START DATA UNDER STUDY

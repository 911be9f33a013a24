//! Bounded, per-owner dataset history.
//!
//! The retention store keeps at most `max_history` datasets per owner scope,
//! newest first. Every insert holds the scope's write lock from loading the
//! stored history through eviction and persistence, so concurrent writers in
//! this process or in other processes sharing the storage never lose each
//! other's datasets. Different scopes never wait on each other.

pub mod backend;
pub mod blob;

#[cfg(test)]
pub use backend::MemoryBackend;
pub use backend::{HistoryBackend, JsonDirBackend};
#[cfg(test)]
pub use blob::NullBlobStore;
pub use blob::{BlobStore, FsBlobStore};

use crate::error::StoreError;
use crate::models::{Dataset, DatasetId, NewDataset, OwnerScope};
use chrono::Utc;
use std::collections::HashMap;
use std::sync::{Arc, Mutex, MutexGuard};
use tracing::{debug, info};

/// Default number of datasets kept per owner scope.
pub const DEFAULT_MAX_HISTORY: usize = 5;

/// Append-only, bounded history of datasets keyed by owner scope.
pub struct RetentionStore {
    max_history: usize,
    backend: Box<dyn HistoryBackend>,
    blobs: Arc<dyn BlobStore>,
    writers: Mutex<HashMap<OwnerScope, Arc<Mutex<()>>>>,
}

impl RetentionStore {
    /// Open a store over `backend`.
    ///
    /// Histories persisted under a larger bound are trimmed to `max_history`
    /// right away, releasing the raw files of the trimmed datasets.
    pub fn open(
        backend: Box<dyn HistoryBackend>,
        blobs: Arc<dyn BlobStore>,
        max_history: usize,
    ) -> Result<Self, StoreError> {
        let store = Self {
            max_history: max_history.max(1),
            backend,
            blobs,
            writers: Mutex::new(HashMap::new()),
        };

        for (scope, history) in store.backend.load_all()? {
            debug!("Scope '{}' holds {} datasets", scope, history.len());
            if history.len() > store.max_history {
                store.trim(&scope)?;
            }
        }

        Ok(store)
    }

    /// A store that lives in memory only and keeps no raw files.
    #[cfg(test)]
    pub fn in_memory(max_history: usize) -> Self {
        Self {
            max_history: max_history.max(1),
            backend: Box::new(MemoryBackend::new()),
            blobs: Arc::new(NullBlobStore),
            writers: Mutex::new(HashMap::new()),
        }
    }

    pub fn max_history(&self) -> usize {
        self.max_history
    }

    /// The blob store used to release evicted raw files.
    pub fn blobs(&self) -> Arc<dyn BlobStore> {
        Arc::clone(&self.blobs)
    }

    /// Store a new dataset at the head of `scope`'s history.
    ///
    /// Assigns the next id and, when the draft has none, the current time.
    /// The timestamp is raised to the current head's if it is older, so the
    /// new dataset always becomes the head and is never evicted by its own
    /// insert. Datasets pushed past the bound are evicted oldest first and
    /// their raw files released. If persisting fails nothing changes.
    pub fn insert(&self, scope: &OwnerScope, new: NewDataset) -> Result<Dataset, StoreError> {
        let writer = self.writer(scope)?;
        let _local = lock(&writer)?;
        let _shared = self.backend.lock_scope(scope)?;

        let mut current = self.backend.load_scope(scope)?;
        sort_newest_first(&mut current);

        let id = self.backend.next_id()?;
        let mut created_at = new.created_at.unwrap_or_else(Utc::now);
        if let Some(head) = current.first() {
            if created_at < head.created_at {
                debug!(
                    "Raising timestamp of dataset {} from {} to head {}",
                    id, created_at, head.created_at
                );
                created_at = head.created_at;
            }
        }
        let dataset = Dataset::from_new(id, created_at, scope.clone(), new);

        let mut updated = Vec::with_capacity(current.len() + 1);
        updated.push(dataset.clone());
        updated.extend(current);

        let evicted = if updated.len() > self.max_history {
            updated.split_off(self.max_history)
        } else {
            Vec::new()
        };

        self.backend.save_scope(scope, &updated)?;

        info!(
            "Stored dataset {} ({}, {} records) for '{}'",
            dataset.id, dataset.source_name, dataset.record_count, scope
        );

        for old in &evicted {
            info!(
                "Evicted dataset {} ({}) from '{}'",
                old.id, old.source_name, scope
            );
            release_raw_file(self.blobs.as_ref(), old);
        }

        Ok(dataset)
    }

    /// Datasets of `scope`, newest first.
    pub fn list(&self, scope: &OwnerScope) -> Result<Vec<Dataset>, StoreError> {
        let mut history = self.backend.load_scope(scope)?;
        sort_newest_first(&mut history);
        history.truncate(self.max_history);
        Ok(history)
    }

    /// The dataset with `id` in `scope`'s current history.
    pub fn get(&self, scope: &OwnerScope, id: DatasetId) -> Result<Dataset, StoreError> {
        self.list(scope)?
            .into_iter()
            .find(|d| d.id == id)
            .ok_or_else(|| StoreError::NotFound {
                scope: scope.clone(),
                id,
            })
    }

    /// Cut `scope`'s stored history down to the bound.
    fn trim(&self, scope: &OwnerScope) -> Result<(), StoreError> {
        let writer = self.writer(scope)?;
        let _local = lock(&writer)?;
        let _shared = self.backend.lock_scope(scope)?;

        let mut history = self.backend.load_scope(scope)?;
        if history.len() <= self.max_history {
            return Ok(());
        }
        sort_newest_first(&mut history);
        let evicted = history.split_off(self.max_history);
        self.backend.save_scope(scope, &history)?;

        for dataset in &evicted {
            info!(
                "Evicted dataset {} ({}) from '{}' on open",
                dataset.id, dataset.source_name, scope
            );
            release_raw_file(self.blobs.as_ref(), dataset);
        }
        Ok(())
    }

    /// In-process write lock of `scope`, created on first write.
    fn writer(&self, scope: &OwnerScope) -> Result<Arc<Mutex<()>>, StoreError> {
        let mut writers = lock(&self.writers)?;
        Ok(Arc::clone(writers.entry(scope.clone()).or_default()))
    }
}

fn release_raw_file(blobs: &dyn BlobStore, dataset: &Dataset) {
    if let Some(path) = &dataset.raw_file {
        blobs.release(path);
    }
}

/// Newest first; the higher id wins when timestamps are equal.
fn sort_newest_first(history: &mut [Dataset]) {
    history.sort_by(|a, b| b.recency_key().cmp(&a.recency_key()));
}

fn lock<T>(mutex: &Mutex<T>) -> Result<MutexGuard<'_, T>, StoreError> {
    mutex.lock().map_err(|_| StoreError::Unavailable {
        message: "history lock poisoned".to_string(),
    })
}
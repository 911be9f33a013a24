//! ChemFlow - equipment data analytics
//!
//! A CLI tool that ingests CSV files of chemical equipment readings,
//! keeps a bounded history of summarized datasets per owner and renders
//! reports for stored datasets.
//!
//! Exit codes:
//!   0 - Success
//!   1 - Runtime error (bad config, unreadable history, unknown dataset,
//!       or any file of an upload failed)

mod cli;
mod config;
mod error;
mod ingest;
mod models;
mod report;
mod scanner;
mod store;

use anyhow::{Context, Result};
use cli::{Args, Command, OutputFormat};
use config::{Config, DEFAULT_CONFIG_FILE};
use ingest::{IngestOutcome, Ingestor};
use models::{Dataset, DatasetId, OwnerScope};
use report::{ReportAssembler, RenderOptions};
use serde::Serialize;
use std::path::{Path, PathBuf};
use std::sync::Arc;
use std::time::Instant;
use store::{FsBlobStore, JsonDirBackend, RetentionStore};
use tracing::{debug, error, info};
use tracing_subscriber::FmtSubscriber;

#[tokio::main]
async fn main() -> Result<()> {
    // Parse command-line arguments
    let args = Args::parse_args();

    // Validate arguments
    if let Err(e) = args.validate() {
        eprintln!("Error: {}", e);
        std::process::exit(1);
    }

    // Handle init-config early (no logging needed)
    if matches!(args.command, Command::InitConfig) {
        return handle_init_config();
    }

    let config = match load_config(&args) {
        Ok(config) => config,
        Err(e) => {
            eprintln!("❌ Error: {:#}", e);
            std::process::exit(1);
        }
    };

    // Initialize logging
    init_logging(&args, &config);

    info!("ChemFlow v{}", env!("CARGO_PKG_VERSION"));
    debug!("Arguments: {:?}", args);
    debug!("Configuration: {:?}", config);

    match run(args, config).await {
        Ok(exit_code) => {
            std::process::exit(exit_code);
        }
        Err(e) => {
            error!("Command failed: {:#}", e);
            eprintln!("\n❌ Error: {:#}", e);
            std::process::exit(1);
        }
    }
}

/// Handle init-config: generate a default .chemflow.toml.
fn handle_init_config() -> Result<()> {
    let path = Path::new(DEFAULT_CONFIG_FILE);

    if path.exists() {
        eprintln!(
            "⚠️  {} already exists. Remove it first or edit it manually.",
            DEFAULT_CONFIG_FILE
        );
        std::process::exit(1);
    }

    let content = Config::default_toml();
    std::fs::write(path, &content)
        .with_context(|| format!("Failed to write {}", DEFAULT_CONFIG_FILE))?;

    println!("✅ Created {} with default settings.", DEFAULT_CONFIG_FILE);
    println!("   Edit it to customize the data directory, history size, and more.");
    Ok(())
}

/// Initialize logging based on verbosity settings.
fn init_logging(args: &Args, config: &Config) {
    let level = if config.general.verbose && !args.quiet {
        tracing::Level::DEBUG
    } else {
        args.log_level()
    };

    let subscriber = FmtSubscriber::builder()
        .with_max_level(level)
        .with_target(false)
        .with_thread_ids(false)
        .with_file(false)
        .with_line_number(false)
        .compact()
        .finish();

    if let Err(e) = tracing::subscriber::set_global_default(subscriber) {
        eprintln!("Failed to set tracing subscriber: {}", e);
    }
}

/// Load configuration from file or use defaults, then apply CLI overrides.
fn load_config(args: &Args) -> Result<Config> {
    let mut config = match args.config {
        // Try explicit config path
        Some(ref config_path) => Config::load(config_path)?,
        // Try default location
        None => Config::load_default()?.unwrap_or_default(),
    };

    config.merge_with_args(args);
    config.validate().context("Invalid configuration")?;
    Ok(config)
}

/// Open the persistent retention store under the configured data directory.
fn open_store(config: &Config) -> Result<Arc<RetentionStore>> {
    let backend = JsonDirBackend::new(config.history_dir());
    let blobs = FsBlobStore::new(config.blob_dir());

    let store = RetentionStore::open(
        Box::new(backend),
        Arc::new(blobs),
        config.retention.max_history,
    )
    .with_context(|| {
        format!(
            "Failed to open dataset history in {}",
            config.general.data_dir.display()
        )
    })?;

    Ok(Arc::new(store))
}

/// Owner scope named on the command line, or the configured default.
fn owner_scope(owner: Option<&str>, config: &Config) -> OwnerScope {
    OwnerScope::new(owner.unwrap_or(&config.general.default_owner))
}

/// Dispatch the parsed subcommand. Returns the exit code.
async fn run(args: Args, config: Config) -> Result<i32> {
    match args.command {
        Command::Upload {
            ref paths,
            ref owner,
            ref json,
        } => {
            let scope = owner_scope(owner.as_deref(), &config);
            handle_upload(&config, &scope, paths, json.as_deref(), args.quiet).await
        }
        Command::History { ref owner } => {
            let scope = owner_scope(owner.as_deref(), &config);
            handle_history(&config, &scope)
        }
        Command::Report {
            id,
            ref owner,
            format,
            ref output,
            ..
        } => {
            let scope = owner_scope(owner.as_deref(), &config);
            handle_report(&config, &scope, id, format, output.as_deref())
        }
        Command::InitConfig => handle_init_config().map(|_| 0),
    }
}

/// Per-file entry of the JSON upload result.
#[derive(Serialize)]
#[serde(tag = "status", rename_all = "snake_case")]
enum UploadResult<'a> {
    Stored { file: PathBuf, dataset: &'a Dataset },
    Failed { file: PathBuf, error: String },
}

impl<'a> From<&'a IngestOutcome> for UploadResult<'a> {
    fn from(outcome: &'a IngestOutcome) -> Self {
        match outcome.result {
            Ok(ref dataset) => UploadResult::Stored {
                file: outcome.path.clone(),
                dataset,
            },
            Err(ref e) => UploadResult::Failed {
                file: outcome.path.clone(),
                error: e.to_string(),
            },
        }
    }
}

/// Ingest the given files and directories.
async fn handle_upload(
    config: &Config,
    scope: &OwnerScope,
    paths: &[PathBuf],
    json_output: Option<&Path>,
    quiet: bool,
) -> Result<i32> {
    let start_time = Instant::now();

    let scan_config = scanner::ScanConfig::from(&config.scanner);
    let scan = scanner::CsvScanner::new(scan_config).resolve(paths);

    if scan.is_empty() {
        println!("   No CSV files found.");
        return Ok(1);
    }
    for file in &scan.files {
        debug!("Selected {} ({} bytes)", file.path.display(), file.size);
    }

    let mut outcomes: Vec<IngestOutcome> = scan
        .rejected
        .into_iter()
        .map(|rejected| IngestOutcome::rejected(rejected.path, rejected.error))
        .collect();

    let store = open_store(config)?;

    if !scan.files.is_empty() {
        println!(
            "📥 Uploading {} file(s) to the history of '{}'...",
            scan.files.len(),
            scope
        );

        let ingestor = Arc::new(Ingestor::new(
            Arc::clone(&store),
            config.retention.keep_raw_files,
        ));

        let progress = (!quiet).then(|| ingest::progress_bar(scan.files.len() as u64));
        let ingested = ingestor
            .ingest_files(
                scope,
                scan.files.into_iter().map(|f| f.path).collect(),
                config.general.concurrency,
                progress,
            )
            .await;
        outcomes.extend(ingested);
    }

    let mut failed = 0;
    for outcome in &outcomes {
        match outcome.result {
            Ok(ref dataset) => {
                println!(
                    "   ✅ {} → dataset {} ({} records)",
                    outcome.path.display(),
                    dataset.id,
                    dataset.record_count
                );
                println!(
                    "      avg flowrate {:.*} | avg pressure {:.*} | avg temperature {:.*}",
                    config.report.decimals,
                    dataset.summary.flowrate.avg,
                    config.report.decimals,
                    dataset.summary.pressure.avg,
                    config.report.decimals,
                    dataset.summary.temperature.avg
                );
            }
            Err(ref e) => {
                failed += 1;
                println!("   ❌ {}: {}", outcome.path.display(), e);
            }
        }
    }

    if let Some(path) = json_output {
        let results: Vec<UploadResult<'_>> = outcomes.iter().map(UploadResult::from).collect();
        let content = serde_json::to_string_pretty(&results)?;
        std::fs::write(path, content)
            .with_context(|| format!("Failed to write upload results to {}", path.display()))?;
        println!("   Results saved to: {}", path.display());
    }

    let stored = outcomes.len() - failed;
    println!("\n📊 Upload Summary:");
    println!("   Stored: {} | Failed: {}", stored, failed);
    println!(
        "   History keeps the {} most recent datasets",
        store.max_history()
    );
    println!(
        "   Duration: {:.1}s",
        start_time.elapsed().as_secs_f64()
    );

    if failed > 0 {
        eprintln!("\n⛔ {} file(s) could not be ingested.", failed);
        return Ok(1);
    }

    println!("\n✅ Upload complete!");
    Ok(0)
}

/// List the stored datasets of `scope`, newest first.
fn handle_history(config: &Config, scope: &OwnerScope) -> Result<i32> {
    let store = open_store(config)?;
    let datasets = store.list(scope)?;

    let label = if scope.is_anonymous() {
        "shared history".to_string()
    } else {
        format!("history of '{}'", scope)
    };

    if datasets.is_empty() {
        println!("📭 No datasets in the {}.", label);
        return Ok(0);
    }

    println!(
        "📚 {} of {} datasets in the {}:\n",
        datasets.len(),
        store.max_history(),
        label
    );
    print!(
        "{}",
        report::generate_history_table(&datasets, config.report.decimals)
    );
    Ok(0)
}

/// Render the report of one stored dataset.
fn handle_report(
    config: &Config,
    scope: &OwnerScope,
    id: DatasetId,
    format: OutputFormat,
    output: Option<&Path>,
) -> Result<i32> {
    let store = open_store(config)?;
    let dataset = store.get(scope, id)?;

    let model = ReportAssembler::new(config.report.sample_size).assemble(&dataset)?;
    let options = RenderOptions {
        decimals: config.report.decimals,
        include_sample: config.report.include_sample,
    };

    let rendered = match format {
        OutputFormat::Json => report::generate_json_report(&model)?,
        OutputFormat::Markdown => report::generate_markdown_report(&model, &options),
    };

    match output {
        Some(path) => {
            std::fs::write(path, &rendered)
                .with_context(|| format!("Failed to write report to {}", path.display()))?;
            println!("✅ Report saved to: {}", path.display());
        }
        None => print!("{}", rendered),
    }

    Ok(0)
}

END DATA UNDER STUDY

WHAT TO DO: Write out exactly the lines between the start of the entries and the line containing "concurrent writers in", including that line and the first one.

SOLUTION FOR THIS PROBLEM:
repository 911be9f33a013a24
//! Bounded, per-owner dataset history.
//!
//! The retention store keeps at most `max_history` datasets per owner scope,
//! newest first. Every insert holds the scope's write lock from loading the
//! stored history through eviction and persistence, so concurrent writers in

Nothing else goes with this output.